[Dataset excerpts]
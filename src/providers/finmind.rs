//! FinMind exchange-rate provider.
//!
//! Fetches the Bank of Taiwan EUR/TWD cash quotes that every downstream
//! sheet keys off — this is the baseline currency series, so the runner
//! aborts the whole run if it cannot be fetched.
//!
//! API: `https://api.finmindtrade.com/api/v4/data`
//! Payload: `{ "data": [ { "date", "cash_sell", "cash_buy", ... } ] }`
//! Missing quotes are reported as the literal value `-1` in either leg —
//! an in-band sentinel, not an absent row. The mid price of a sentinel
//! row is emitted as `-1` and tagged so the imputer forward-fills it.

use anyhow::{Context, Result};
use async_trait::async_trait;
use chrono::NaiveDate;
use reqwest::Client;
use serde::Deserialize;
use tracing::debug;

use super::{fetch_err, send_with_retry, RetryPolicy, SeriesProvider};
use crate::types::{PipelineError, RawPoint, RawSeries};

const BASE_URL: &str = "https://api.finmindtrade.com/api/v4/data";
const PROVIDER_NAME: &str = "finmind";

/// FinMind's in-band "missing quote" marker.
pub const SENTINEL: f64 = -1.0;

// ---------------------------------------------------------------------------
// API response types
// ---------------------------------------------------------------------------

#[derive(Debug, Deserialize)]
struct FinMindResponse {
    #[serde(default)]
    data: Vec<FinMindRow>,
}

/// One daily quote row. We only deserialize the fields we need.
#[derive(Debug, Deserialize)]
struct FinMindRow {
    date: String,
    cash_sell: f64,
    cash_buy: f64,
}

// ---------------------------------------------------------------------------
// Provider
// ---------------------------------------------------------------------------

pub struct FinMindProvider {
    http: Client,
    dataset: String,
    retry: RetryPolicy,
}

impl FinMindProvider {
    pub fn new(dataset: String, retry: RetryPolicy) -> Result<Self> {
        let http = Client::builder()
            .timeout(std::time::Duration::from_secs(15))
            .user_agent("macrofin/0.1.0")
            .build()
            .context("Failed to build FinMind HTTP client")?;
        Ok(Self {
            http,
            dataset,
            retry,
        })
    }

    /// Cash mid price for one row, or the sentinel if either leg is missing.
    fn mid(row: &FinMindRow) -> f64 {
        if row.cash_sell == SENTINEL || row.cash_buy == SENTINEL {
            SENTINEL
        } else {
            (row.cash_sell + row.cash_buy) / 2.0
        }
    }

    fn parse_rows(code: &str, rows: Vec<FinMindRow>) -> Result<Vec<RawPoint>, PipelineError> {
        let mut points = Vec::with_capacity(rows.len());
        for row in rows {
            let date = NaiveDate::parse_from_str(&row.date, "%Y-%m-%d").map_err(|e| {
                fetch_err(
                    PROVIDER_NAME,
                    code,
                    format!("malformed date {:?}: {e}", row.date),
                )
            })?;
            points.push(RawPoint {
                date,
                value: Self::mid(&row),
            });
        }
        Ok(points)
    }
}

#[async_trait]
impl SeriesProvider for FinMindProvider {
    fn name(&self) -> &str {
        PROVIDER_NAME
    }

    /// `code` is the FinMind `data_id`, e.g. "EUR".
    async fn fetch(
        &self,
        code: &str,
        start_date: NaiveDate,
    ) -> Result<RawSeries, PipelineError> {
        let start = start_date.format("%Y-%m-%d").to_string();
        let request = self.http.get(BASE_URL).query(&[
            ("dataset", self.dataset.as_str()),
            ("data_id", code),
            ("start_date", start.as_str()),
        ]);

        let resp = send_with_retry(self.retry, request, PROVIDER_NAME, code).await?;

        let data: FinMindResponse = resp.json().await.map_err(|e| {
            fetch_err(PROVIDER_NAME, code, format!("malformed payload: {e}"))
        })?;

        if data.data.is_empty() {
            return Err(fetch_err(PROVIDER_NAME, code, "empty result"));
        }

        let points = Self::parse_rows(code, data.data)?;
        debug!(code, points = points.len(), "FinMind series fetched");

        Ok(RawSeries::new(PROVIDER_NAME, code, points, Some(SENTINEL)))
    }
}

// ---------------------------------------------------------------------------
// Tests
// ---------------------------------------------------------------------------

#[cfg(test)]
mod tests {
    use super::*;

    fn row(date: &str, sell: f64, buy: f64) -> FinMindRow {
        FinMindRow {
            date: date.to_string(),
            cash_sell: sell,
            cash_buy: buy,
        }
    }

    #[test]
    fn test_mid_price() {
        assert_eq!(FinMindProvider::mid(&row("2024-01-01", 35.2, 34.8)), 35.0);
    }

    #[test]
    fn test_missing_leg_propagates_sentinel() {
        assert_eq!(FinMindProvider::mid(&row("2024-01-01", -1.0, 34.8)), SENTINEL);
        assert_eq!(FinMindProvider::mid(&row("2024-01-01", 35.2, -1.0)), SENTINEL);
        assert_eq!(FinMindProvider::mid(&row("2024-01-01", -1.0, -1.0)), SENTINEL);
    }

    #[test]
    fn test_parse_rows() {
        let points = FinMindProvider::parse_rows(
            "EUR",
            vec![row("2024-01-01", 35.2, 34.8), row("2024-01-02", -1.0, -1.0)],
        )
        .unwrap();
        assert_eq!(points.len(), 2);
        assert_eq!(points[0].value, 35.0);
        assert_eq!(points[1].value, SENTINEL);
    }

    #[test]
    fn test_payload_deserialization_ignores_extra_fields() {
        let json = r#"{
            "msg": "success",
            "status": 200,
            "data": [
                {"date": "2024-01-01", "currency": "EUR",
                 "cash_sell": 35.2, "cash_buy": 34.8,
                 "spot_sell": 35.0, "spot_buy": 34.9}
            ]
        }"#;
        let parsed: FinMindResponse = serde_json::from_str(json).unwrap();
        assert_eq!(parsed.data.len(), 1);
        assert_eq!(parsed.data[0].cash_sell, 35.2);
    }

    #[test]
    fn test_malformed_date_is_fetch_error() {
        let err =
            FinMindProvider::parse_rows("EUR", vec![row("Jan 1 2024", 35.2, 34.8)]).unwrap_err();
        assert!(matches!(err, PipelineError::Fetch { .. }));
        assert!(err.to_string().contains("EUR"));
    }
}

*Problem to solve*: When the entries above show the word "quotes" in a line, copy that line out.

*Written solution*:
//! Fetches the Bank of Taiwan EUR/TWD cash quotes that every downstream
//! Missing quotes are reported as the literal value `-1` in either leg —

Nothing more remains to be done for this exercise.